Archives - July 19, 2006
Now the contentious issue of asylum seekers. Early in the 19th century, an old hulk moored in Sydney Harbour was used to house the new colony's prisoners. The floating prison was a British invention meant to save money and serve as a harsh lesson to those who broke the law. Now, would you believe, prison hulks are making a 21st century comeback in the heart of Europe as a way of holding unwanted immigrants. Here's Nick Lazaredes in the Netherlands.
REPORTER: Nick Lazaredes
In the port city of Rotterdam a group of protesters gathers outside one of Holland's new floating detention centres.
PROTESTER, (Translation): Free the refugees. Free, free, free…
A Lebanese family joins them, anxious to contact their brother locked up inside.
AMANI SHABAN, ASYLUM SEEKER: Fadel, I love you!
MAN: How are you?
MAN 2: Yeah, we hear you! Yes, we hear you, we are here you! We can even see you!
Inside these gigantic metal barges, hundreds of would-be immigrants are feeling the heavy arm of Dutch justice. For families trapped on the outside, it's too much to bear.
AMANI SHABAN (Translation): I've lived here for 13 years, I've grown up here, I've done my schooling here, and it's been perfect up to now. But after the last election, things got bad.
In recent years, Holland's conservative right-wing government has embarked on an ambitious - and some say ruthless - campaign to deter migrants. On paper, the number of asylum requests has been slashed by 90% from 40,000 a year to just 4,000. But the cost to human rights and to Holland's international reputation may be high.
ROBERT VAN DE GRIEND, JOURNALIST: People were treated like they were criminals or like they were dogs, basically - they shout at them all the time. If a Muslim was praying, he was just pushed away. You know, these people haven't done anything wrong, but they are treated like they are animals.
JAN DE WIT, DUTCH SOCIALIIST PARTY: It's a big shame. Holland, who always has a big mouth about human rights, and now we are maybe being condemned by Amnesty International.

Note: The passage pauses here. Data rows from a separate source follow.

use std::time::{Duration, Instant};

use parking_lot::{Condvar, Mutex};

use crate::models::error::StreamError;
use crate::models::format::AudioFormat;
use crate::processing::ring_buffer::RingBuffer;
use crate::traits::audio_stream::AudioInputStream;

const OVERFLOW_WARN_INTERVAL: Duration = Duration::from_secs(1);
const COPY_CHUNK: usize = 256;

type CloseHook = Box<dyn FnOnce() + Send>;

struct PushState {
    ring: RingBuffer<i16>,
    closed: bool,
    failure: Option<String>,
    dropped: u64,
    last_overflow_warn: Option<Instant>,
    on_close: Option<CloseHook>,
}

/// Input stream fed by a callback-driven audio backend.
///
/// The producer (`push`) never blocks, so it is safe to call from a
/// real-time audio thread. When the reader falls behind, the oldest samples
/// are dropped and counted. The reader (`read`) blocks up to the poll
/// timeout and then reports `NotReady` so it can re-check its stop flag.
///
/// ```text
/// [backend callback] --push--> [RingBuffer<i16>] --read--> [writer thread]
/// ```
pub struct PushStream {
    state: Mutex<PushState>,
    data_ready: Condvar,
    poll_timeout: Duration,
}

impl PushStream {
    pub fn new(capacity_samples: usize, poll_timeout: Duration) -> Self {
        Self {
            state: Mutex::new(PushState {
                ring: RingBuffer::new(capacity_samples),
                closed: false,
                failure: None,
                dropped: 0,
                last_overflow_warn: None,
                on_close: None,
            }),
            data_ready: Condvar::new(),
            poll_timeout,
        }
    }

    /// Stream holding `buffer_secs` of `format` audio.
    pub fn for_format(format: &AudioFormat, buffer_secs: f64, poll_timeout: Duration) -> Self {
        let samples_per_sec = f64::from(format.sample_rate) * f64::from(format.channels);
        Self::new((samples_per_sec * buffer_secs) as usize, poll_timeout)
    }

    /// Run `hook` exactly once, on the first `close`.
    ///
    /// Backends use it to stop their capture thread.
    pub fn on_close(&self, hook: impl FnOnce() + Send + 'static) {
        let mut state = self.state.lock();
        if state.closed {
            drop(state);
            hook();
            return;
        }
        state.on_close = Some(Box::new(hook));
    }

    /// Append samples. Returns `false` once the stream is closed or failed,
    /// telling the producer to stop.
    pub fn push(&self, samples: &[i16]) -> bool {
        let mut state = self.state.lock();
        if state.closed || state.failure.is_some() {
            return false;
        }

        let dropped = state.ring.write(samples);
        if dropped > 0 {
            state.dropped += dropped as u64;
            let warn_due = state
                .last_overflow_warn
                .map_or(true, |at| at.elapsed() >= OVERFLOW_WARN_INTERVAL);
            if warn_due {
                log::warn!(
                    "Capture reader is falling behind: dropped {} samples ({} total)",
                    dropped,
                    state.dropped
                );
                state.last_overflow_warn = Some(Instant::now());
            }
        }
        drop(state);

        self.data_ready.notify_one();
        true
    }

    /// Mark the stream dead. Buffered samples are still drained, then reads
    /// fail with `StreamError::Dead`.
    pub fn fail(&self, reason: impl Into<String>) {
        let mut state = self.state.lock();
        if state.failure.is_none() {
            state.failure = Some(reason.into());
        }
        drop(state);
        self.data_ready.notify_all();
    }

    /// Total samples discarded because the reader fell behind.
    pub fn dropped_samples(&self) -> u64 {
        self.state.lock().dropped
    }

    pub fn buffered_samples(&self) -> usize {
        self.state.lock().ring.count()
    }
}

impl AudioInputStream for PushStream {
    fn read(&self, buffer: &mut [u8]) -> Result<usize, StreamError> {
        let max_samples = buffer.len() / 2;
        if max_samples == 0 {
            return Ok(0);
        }

        let mut state = self.state.lock();
        if state.ring.is_empty() && !state.closed && state.failure.is_none() {
            self.data_ready.wait_for(&mut state, self.poll_timeout);
        }

        if state.ring.is_empty() {
            if let Some(reason) = &state.failure {
                return Err(StreamError::Dead(reason.clone()));
            }
            if state.closed {
                return Err(StreamError::Closed);
            }
            return Err(StreamError::NotReady);
        }

        let count = state.ring.count().min(max_samples);
        let mut chunk = [0i16; COPY_CHUNK];
        let mut copied = 0;
        while copied < count {
            let n = state.ring.read_into(&mut chunk[..(count - copied).min(COPY_CHUNK)]);
            for (i, sample) in chunk[..n].iter().enumerate() {
                let offset = (copied + i) * 2;
                buffer[offset..offset + 2].copy_from_slice(&sample.to_ne_bytes());
            }
            copied += n;
        }
        Ok(copied * 2)
    }

    fn close(&self) {
        let hook = {
            let mut state = self.state.lock();
            if state.closed {
                return;
            }
            state.closed = true;
            state.on_close.take()
        };
        self.data_ready.notify_all();
        if let Some(hook) = hook {
            hook();
        }
    }

    fn is_closed(&self) -> bool {
        self.state.lock().closed
    }
}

This is the author of Holland's tough new approach, Minister for Immigration Rita Verdonk. She's well qualified - Verdonk is a former prison warden. She claims Margaret Thatcher as a political role model, and her enemies have dubbed her "Iron Rita".
JAN DE WIT: She was the one who expelled all the asylum seekers. She was the one who gave our country another policy on that, as far as it concerns the asylum problems.
Verdonk's success often has her compared to the maverick anti-immigration politician Pim Fortuyn who was murdered in 2002. Like him, she's both admired, despised, and under attack. Here, protesters ambushed Verdonk, spraying her with tomato sauce. Attacks like this have become so common that she's has been given her own bodyguards.
REPORTER (Translation): Did you get a fright?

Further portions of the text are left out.